In a small press conference room at De Vijveberg in Doetinchem, Denmark head coach Nils Nielsen walks onto the empty stage and immediately begins to joke with the reporters, the diminutive Greenlander suggesting he’d rather stand to look tall, the microphone at a perfect height as it is. He’s shortly joined by his co-captain, Linköping centre-back Janni Arnth and Montpellier new girl, Katrine Veje the mischievous winger on the cusp of breaking out in a full-grin throughout the presser.
Stop if you think you've heard it before
The usual questions pass by, the Belgians curious of what the Danes know of them, who they consider their biggest threats, a theme carried by the Danish media, Tessa Wullaert mentioned more than once. Arnth who will be one of the ones tasked with keeping the wide Wolfsburg attacker and Tielt native under wraps happy to point out that the eleven Danes on the pitch won’t just be facing Wullaert but rather a whole side with various players and weapons who can hurt them.
Nielsen echoes his defender, noting that they possess a big threat at set-pieces as well, the two sides more than a little familiar with each other having squared off twice last year. The spoils shared over 2016, Belgium taking first blood at the Algarve Cup before Denmark levelled the playing field in Tubize on a cold night last November, the teams taking their turns to edge each other.
There is a subtle surprised murmur from the press when Nielsen says he thinks six points will be enough for a team to reach the quarter-finals, Group A the most intriguing of the four, each team well capable of poaching points from one another. A win in the first game a boost as the team would have two more shots at finding a second win and passage through to the knock-outs.
The words of the coach and his pair of players before the floor was opened up was of excitement and preparation, “looking forward” to the tournament for a long time, neither coach nor players can wait to get stuck in and sink their teeth into the tournament. The words repeated by Arnth and Veje when I asked about their last friendly before travelling to Holland.
“En dårlig generalprøve giver en god premiere.”
A well-known Danish saying that says a bad dress rehearsal lends to a solid first performance, Veje chuckles when it’s mentioned, the team unwilling to sugarcoat the obvious but Arnth admits the team “haven’t talked a lot about that game.” Happy to forget it and move on, they have bigger fish (waffles?) to fry tomorrow night, the team “ready and happy” after training well.
“They didn’t train the next day, they went into the sea to wash off the defeat.” Nielsen is candid after the official conference is over, he remains painfully honest about the performance or lack thereof in Austria, his thoughts at half-time of substitutions as he asked himself if he should change the whole team but there were positives to be taken from a performance that was inarguably the worst of his tenure.
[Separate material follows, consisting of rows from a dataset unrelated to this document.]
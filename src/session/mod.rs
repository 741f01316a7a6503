//! Volatile per-session conversation state.
//!
//! Sessions live in process memory only; restarts drop them and the SPA
//! re-initializes transparently. The store enforces the three bounds the
//! prototype backends never had: history length, idle expiry, and a live
//! session cap.

pub mod store;

pub use store::SessionStore;

use crate::llm::ChatTurn;
use chrono::{DateTime, Utc};
use serde::{Deserialize, Serialize};

/// Onboarding answers the SPA collects before opening a chat. Field aliases
/// match the frontend's Spanish keys; unknown extras are ignored.
#[derive(Debug, Clone, Default, PartialEq, Eq, Serialize, Deserialize)]
pub struct StudentProfile {
    #[serde(default, alias = "nombre")]
    pub name: Option<String>,
    #[serde(default, alias = "pasion")]
    pub interests: Option<String>,
    #[serde(default, alias = "meta")]
    pub goal: Option<String>,
    #[serde(default, alias = "aprendizaje")]
    pub learning_style: Option<String>,
}

impl StudentProfile {
    pub fn is_empty(&self) -> bool {
        self.name.is_none()
            && self.interests.is_none()
            && self.goal.is_none()
            && self.learning_style.is_none()
    }
}

/// One live mentor conversation.
#[derive(Debug, Clone)]
pub struct Session {
    pub id: String,
    pub mentor_id: String,
    pub profile: StudentProfile,
    pub topic: String,
    pub history: Vec<ChatTurn>,
    pub created_at: DateTime<Utc>,
    pub last_active: DateTime<Utc>,
}

impl Session {
    pub fn new(id: &str, mentor_id: &str, profile: StudentProfile, topic: &str) -> Self {
        let now = Utc::now();
        Self {
            id: id.to_string(),
            mentor_id: mentor_id.to_string(),
            profile,
            topic: topic.to_string(),
            history: Vec::new(),
            created_at: now,
            last_active: now,
        }
    }
}
//! Google Gemini provider (`generateContent` REST API, direct API key).

use crate::error::LlmError;
use crate::llm::{
    http_client::build_vendor_client,
    scrub::sanitize_api_error,
    traits::Provider,
    types::{ChatTurn, TurnRole},
};
use reqwest::Client;
use std::future::Future;
use std::pin::Pin;

mod types;
use types::{
    Content, GenerateContentRequest, GenerateContentResponse, GenerationConfig, Part,
};

const GEMINI_BASE_URL: &str = "https://generativelanguage.googleapis.com";
const GEMINI_MAX_OUTPUT_TOKENS: u32 = 8192;

#[derive(Debug)]
pub struct GeminiProvider {
    api_key: Option<String>,
    base_url: String,
    client: Client,
}

impl GeminiProvider {
    pub fn new(api_key: Option<&str>) -> Self {
        Self::with_base_url(api_key, GEMINI_BASE_URL)
    }

    /// Point the provider at a non-default endpoint (mock servers in tests).
    pub fn with_base_url(api_key: Option<&str>, base_url: &str) -> Self {
        Self {
            api_key: api_key.map(String::from),
            base_url: base_url.trim_end_matches('/').to_string(),
            client: build_vendor_client(),
        }
    }

    fn api_key(&self) -> anyhow::Result<&str> {
        self.api_key.as_deref().ok_or_else(|| {
            anyhow::anyhow!(
                "Gemini API key not found. Set GEMINI_API_KEY or [llm] gemini_api_key in mentora.toml."
            )
        })
    }

    fn model_path(model: &str) -> String {
        if model.starts_with("models/") {
            model.to_string()
        } else {
            format!("models/{model}")
        }
    }

    fn build_request(
        system_prompt: Option<&str>,
        history: &[ChatTurn],
        temperature: f64,
    ) -> GenerateContentRequest {
        let system_instruction = system_prompt.map(|sys| Content {
            role: None,
            parts: vec![Part {
                text: sys.to_string(),
            }],
        });

        let contents = history
            .iter()
            .map(|turn| Content {
                role: Some(
                    match turn.role {
                        TurnRole::User => "user",
                        TurnRole::Assistant => "model",
                    }
                    .to_string(),
                ),
                parts: vec![Part {
                    text: turn.content.clone(),
                }],
            })
            .collect();

        GenerateContentRequest {
            contents,
            system_instruction,
            generation_config: GenerationConfig {
                temperature,
                max_output_tokens: GEMINI_MAX_OUTPUT_TOKENS,
            },
        }
    }

    async fn ensure_success_status(
        response: reqwest::Response,
    ) -> anyhow::Result<reqwest::Response> {
        let status = response.status();
        if status.is_success() {
            return Ok(response);
        }

        let error_text = response.text().await.unwrap_or_default();
        if status == reqwest::StatusCode::UNAUTHORIZED || status == reqwest::StatusCode::FORBIDDEN {
            return Err(LlmError::Auth {
                provider: "Gemini".into(),
            }
            .into());
        }
        Err(LlmError::Request {
            provider: "Gemini".into(),
            message: format!("{status}: {}", sanitize_api_error(&error_text)),
        }
        .into())
    }

    fn extract_text(result: &GenerateContentResponse) -> anyhow::Result<String> {
        let text = result
            .candidates
            .as_ref()
            .and_then(|c| c.first())
            .map(|candidate| {
                let mut out = String::new();
                for part in &candidate.content.parts {
                    if let Some(t) = &part.text {
                        if !out.is_empty() {
                            out.push('\n');
                        }
                        out.push_str(t);
                    }
                }
                out
            })
            .unwrap_or_default();

        if text.is_empty() {
            return Err(LlmError::EmptyCompletion {
                provider: "Gemini".into(),
            }
            .into());
        }

        Ok(text)
    }

    async fn call_api(
        &self,
        system_prompt: Option<&str>,
        history: &[ChatTurn],
        model: &str,
        temperature: f64,
    ) -> anyhow::Result<String> {
        let api_key = self.api_key()?;
        let url = format!(
            "{}/v1beta/{}:generateContent?key={api_key}",
            self.base_url,
            Self::model_path(model)
        );
        let request = Self::build_request(system_prompt, history, temperature);

        let response = self.client.post(url).json(&request).send().await?;
        let response = Self::ensure_success_status(response).await?;
        let result: GenerateContentResponse = response.json().await?;
        Self::extract_text(&result)
    }
}

impl Provider for GeminiProvider {
    fn name(&self) -> &str {
        "gemini"
    }

    fn chat_with_history<'a>(
        &'a self,
        system_prompt: Option<&'a str>,
        history: &'a [ChatTurn],
        model: &'a str,
        temperature: f64,
    ) -> Pin<Box<dyn Future<Output = anyhow::Result<String>> + Send + 'a>> {
        Box::pin(async move {
            self.call_api(system_prompt, history, model, temperature)
                .await
        })
    }
}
Both Nadia Nadim and Theresa Nielsen played the full 90 minutes, two regular starters who had been absent for Denmark’s narrow loss to England the week prior. Whilst neither were at their effervescent best, Nielsen particularly guilty of looking off the pace, the time on the pitch in Wiener Neustadt was huge for the two players and their coach knew he couldn’t sub them out when they needed to remind themselves of what it felt like to play in rød og hvid.
Not a man to mince his words, Nielsen was blunt and unpublishable when we spoke but the smile never left his face, reasoning that it simply isn’t possible for Denmark to play so badly two games on the spin, his team guilty of a truly bad day at the office but nothing more. A team that had shown versatility during this year’s Algarve Cup, their resilient core enough to see them battle to the last against a dominant Australia team before scooping bronze on penalties, one bad result not enough to define a side so strong.